Debo confesar que moría de ganas por ver actuar a Darío Yazbek Bernal, en efecto, el hermano menor de Gael García que, por cierto, me pareció un pelín menos carismático, o tal vez sólo necesite actuar en una película menos mala.
Bueno ya, vamos a lo que nos truje.
De Intimidades de una joven rubia (Manoel de Oliveira, Portugal, 2009) ni me pregunten, es tan pesada y al final tan babosa que me dormí durante 30 de los 60 minutos que dura.
Daniel y Ana (Michel Franco, México, 2010), parecía una propuesta interesante: El desastre mental que sufren dos hermanos después de un secuestro sui generis.
Se las voy a contar para evitarles la pena de que la vean.
Resulta que este par de hermanos de clase alta no tienen ningún contratiempo en la vida y hasta son buenos amigos.
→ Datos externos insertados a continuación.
use serde::Serialize;
use tracing::{debug, error, instrument};

use super::repo_types::{UsageRecord, DEFAULT_MAX_MEALS};
use crate::error::AppError;
use crate::store::CredentialStore;

/// Outcome of a quota check.
#[derive(Debug, Clone, Copy, PartialEq, Eq, Serialize)]
pub struct UsageSnapshot {
    #[serde(skip)]
    pub allowed: bool,
    pub used: i32,
    pub remaining: i32,
    pub limit: i32,
}

impl From<UsageRecord> for UsageSnapshot {
    fn from(r: UsageRecord) -> Self {
        Self {
            allowed: r.meal_count < r.max_meals,
            used: r.meal_count,
            remaining: (r.max_meals - r.meal_count).max(0),
            limit: r.max_meals,
        }
    }
}

impl UsageSnapshot {
    /// Same limit, with `used` taken from the stored count.
    pub fn with_used(self, used: i32) -> Self {
        UsageRecord {
            user_id: 0,
            meal_count: used,
            max_meals: self.limit,
        }
        .into()
    }

    pub fn into_result(self) -> Result<Self, AppError> {
        if self.allowed {
            Ok(self)
        } else {
            Err(AppError::QuotaExceeded {
                used: self.used,
                limit: self.limit,
            })
        }
    }
}

/// Reads the user's quota record, creating it on first use.
///
/// Does not count anything: the caller runs the metered action and then calls
/// [`record_success`].
#[instrument(skip(store))]
pub async fn check_and_reserve(
    store: &dyn CredentialStore,
    user_id: i64,
) -> Result<UsageSnapshot, AppError> {
    let record = match store.get_usage(user_id).await? {
        Some(record) => record,
        None => {
            store.create_usage(user_id, DEFAULT_MAX_MEALS).await?;
            debug!(user_id, "usage record created");
            // Re-read: a concurrent request may have created it first.
            store.get_usage(user_id).await?.unwrap_or(UsageRecord {
                user_id,
                meal_count: 0,
                max_meals: DEFAULT_MAX_MEALS,
            })
        }
    };
    Ok(record.into())
}

/// Counts one successful metered action.
///
/// Failure is logged and swallowed: the user already has the result, so the
/// quota may under-count but never over-counts. Returns the stored count
/// after the increment, or `None` when it was not counted.
#[instrument(skip(store))]
pub async fn record_success(store: &dyn CredentialStore, user_id: i64) -> Option<i32> {
    match store.increment_usage(user_id).await {
        Ok(used) => Some(used),
        Err(e) => {
            error!(user_id, error = %e, "failed to increment usage after successful call");
            None
        }
    }
}
use axum::{extract::State, routing::post, Json, Router};
use tracing::instrument;

use super::{
    dto::{MealRequest, MealResponse},
    services::suggest_meal,
};
use crate::{
    auth::extractors::AuthUser,
    error::{ApiJson, AppError},
    state::AppState,
};

pub fn meal_routes() -> Router<AppState> {
    Router::new().route("/llm", post(create_suggestion))
}

#[instrument(skip(state, user, body), fields(user_id = user.user_id))]
pub async fn create_suggestion(
    State(state): State<AppState>,
    user: AuthUser,
    ApiJson(body): ApiJson<MealRequest>,
) -> Result<Json<MealResponse>, AppError> {
    let suggestion = suggest_meal(&state, &user, &body.message).await?;
    Ok(Json(MealResponse {
        status: "ok",
        response: suggestion.response,
        usage: suggestion.usage,
    }))
}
Daniel va a la prepa, tiene una noviecita con la que no se ha acostado y se está preparando para correr un maratón. Ana va a la Ibero, está comprometida con su novio y se la pasa en los preparativos de la boda.
Un día, camino a su casa, los secuestran y los llevan a una casa donde los obligan a coger frente a una cámara. Ajá, todavía suena interesante, pero es justo ahí donde la peli empieza a descomponerse: el secuestrador haciéndola de director de cine porno es espantosa, combina o más bien confunde el tono amenazante con el amable en un diálogo como este: 'Mastúrbalo, Ana', 'Bésalo, Ana, con la boca abierta, bésalo más, ¿en qué quedamos?' (léase en el tono más acartonado posible).
Luego uno de sus chalanes casi se mete a cuadro durante la incestuosa filmación, como si no importara. No me chinguen, hasta en el porno hay calidad... Bueno, el caso es que una vez que cogen los regresan a la comodidad de la cajuela de su automóvil y lo dejan en una calle cualquiera. Entonces los chamacones regresan a su casa como si nada.
Ana deja de ir a la escuela y rompe su compromiso. Daniel tampoco se aparece en la escuela y se refugia en las matinés. Y a partir de ahí, la película se va de hocico y sin meter las manos.
A pesar de que la peli plantea la existencia de un hecho capaz de producir una transformación en los personajes, la caga estrepitosamente al convertir las reacciones de los personajes y todas las situaciones que los rodean en el argumento de una vil taranovela, como centrarse en que Ana ha roto su pitero compromiso '¿Y qué vamos a hacer con la boda?', 'No podemos devolverle el dinero', '¿Peleaste con Rafa?', para luego decir que siempre sí se casa... ¡Joder! Entonces la sinopsis debió ser: Después de ser secuestrada junto con su hermano, Ana decide romper su compromiso y guardar silencio, para después, darse cuenta de que sí está convencida de querer casarse. En realidad de eso se trata, lo demás parece paja hard.
Hay un momento en que la película se recupera, al dejar claro que el que de plano salió muy parado de la experiencia fue Daniel; sin embargo, es sólo un momento de claridad que después es opacado por lo que parecen gags tipo American pie.
Una lástima, la historia daba para una buena exploración del lado oscuro, pero todo se queda en puras superficialidades.
Daniel y Ana quedará en mi lista negra en la misma posición de deshonor que ocupa Quemar las naves.
Lo bueno: Ver a Darío Yazbek. Y ya.
Lo malo: Cuando sacas a casi todo el elenco de TV Azteca es obvio que las actuaciones van a estar de la chingada.
Lo feo: Aparte de ser una mamada, la película usa música que la hace parecer pretenciosa y desentona asquerosamente.